WHAT YOU NEED TO DO »
What is the count of lines below that include "inventory"? Reply with nothing else.

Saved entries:
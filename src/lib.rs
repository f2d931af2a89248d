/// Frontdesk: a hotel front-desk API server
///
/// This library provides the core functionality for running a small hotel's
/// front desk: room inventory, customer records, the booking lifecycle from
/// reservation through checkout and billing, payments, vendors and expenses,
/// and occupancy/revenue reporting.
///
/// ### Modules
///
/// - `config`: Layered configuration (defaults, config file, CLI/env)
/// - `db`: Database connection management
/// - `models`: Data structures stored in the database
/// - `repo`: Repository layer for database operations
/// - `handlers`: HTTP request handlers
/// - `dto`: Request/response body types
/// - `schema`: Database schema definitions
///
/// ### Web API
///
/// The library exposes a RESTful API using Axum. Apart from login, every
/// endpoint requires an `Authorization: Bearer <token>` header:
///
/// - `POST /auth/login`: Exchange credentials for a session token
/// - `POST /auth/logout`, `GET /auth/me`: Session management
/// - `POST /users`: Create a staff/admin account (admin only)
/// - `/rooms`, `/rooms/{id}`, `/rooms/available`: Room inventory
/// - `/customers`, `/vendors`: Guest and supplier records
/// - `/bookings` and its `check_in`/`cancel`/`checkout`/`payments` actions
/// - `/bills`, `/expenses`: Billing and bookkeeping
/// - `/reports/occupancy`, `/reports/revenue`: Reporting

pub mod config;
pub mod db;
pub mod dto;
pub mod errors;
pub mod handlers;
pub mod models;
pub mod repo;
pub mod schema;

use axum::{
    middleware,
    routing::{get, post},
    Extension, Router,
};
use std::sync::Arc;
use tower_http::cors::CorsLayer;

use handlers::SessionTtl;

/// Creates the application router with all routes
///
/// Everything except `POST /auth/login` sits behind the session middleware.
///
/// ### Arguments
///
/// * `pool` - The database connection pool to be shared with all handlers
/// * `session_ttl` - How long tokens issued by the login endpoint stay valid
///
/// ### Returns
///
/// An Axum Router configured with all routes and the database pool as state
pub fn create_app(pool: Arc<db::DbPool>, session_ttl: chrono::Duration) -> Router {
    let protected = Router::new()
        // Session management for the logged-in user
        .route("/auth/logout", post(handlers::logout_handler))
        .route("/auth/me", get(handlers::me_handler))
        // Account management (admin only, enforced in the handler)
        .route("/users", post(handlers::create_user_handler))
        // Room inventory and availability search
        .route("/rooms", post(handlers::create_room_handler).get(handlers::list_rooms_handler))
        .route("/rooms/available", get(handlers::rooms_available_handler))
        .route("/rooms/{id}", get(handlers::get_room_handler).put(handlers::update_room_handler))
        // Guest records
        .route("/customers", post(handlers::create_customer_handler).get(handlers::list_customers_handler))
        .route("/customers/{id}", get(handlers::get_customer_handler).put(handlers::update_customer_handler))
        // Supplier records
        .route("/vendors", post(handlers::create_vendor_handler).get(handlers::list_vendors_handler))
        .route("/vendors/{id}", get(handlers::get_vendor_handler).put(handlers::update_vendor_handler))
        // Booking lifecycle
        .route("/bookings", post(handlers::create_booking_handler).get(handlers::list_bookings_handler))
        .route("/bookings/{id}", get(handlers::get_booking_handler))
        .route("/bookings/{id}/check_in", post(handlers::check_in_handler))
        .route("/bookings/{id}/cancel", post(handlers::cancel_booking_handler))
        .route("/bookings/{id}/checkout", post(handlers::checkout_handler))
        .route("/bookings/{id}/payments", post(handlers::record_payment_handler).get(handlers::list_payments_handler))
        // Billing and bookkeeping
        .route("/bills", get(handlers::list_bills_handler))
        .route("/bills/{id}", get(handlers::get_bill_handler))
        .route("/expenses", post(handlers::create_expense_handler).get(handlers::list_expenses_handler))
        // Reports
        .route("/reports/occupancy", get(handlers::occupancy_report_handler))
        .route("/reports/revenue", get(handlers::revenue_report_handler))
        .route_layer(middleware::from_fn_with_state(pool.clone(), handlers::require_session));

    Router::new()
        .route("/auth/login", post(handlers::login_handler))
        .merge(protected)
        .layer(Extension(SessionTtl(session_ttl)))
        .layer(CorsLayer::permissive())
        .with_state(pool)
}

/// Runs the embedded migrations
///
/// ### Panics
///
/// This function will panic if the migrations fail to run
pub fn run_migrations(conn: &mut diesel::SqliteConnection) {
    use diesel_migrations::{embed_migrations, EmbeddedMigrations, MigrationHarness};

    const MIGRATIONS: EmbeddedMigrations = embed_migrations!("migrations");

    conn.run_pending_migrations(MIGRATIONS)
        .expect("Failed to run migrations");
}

REPLY »
3